◆ Material for this task:
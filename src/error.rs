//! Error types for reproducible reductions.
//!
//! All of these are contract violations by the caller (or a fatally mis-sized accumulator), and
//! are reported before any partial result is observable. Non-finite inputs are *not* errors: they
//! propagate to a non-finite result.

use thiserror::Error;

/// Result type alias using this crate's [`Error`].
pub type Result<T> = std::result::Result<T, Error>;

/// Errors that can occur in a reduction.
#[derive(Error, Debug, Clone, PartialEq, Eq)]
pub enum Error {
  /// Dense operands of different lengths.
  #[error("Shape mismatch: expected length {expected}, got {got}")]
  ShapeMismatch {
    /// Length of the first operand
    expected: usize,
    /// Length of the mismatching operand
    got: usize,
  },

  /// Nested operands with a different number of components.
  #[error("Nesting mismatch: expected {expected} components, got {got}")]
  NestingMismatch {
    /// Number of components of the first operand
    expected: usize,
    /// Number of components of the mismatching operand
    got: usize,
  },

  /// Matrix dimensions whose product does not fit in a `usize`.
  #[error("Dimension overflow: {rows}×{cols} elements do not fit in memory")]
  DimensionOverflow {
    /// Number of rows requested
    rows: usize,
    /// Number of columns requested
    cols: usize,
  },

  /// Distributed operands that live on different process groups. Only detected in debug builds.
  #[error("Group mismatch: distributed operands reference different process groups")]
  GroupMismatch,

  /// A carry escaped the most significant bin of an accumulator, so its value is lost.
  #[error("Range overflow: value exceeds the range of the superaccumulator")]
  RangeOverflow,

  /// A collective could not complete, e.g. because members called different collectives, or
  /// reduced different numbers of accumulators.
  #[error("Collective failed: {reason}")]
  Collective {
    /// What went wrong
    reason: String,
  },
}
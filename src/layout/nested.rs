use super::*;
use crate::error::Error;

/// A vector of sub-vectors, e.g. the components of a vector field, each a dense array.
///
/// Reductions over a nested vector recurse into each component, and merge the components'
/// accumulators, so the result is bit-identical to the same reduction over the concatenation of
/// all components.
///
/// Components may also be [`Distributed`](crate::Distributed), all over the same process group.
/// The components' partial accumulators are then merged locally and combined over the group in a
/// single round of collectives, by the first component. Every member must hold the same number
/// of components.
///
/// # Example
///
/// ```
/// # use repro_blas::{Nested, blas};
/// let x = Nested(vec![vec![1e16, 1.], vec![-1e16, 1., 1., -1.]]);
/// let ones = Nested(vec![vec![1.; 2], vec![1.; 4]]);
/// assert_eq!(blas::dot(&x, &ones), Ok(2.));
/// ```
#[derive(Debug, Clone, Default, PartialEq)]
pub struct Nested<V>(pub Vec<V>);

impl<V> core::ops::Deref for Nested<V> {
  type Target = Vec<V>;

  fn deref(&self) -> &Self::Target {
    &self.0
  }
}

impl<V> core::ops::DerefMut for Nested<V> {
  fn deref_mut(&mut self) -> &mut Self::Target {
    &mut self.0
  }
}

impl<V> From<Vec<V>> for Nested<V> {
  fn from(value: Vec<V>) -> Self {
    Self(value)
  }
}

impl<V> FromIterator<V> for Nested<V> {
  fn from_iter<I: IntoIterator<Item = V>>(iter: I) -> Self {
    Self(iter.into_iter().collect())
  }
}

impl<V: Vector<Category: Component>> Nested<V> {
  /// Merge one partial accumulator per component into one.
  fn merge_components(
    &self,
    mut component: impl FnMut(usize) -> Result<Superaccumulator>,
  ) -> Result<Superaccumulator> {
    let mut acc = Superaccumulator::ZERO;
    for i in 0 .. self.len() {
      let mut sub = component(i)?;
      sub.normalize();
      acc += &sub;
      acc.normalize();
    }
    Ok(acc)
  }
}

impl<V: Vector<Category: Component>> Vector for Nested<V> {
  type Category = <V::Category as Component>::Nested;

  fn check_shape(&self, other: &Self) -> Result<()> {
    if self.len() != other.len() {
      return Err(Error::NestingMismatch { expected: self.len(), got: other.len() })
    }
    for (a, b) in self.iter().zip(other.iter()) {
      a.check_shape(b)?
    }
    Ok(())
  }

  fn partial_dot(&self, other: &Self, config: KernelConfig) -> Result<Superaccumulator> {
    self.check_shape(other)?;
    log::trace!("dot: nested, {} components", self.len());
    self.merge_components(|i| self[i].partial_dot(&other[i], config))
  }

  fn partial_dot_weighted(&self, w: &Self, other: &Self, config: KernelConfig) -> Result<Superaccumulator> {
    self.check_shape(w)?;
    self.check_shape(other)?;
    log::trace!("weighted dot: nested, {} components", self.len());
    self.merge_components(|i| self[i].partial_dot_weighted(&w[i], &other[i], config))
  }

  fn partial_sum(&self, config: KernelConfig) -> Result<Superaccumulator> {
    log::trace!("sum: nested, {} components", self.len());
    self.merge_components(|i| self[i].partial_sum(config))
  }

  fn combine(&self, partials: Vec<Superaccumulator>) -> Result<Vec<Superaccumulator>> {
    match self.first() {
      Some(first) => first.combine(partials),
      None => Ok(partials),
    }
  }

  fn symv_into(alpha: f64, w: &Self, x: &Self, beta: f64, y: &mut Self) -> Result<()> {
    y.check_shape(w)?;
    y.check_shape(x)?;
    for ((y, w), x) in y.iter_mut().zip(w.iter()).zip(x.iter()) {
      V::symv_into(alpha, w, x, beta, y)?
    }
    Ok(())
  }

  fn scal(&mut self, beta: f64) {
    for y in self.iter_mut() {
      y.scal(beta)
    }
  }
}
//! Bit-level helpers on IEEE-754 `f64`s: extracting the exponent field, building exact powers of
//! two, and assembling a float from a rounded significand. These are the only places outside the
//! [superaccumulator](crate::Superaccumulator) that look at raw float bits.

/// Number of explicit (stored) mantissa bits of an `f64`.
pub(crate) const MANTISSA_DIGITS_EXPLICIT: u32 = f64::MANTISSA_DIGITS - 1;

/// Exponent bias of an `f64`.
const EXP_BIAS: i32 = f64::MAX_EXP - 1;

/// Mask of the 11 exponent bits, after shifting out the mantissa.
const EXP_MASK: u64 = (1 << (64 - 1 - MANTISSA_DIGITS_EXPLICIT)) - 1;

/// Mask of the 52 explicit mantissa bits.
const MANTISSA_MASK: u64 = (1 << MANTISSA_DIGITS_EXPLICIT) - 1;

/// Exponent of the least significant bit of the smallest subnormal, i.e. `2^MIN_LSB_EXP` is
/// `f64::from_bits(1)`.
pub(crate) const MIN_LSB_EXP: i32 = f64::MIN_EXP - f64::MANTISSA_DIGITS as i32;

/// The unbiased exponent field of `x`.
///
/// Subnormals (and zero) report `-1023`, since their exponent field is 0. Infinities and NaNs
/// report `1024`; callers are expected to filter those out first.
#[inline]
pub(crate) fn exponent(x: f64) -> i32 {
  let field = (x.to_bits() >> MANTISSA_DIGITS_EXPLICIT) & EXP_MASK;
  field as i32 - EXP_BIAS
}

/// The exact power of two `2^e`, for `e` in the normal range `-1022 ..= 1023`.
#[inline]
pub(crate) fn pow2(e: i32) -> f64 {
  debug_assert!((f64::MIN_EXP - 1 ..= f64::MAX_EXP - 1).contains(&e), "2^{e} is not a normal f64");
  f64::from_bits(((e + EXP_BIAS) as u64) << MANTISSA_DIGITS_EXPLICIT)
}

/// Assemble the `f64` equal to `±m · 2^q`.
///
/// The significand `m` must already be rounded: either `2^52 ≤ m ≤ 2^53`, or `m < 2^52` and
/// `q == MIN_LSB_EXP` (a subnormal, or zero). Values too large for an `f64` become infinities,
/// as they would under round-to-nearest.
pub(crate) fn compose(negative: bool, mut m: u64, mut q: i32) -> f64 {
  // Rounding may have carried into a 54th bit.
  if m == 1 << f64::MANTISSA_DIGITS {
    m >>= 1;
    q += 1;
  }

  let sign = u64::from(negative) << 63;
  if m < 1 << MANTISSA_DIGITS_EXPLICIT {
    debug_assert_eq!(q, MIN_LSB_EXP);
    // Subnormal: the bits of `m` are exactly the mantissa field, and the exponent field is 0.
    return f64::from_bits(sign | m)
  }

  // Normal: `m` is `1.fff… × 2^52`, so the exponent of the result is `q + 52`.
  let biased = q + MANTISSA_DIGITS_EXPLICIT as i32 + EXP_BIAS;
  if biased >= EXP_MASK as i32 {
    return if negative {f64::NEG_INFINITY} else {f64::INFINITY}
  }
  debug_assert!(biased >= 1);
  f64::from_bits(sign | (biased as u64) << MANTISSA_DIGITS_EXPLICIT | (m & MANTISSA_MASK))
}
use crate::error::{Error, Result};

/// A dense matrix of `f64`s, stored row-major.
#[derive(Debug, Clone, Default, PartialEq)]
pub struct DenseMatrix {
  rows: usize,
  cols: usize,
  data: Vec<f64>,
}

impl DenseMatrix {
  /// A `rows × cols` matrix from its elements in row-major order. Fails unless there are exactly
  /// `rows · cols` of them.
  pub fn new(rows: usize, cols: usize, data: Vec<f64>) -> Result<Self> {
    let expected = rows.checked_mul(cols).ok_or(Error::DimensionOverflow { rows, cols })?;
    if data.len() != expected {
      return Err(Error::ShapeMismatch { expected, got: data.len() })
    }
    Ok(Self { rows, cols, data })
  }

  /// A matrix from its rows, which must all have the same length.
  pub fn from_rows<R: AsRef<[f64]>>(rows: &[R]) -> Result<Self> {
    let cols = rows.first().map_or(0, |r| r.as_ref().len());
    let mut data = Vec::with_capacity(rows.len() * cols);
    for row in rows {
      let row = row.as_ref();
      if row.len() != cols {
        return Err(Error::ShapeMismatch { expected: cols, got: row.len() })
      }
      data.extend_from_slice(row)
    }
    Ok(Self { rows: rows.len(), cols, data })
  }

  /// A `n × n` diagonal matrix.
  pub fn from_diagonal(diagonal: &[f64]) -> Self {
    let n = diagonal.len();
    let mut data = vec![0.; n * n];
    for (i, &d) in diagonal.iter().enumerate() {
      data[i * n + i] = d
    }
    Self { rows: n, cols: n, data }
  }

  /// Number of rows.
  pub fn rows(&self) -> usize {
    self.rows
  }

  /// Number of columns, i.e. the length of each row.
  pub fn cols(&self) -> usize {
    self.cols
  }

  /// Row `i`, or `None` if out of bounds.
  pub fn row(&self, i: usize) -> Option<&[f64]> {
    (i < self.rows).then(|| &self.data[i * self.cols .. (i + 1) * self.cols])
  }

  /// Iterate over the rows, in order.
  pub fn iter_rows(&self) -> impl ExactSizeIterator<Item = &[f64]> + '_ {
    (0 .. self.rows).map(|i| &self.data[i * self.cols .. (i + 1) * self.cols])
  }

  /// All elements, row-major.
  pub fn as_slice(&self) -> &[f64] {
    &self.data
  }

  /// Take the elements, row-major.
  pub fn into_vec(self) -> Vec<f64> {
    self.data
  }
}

◆ Work instructions:
Find the word "columns" in the entries above, then copy each line that holds it.

◆ Reply to the exercise:
    /// Number of columns requested
  /// Number of columns, i.e. the length of each row.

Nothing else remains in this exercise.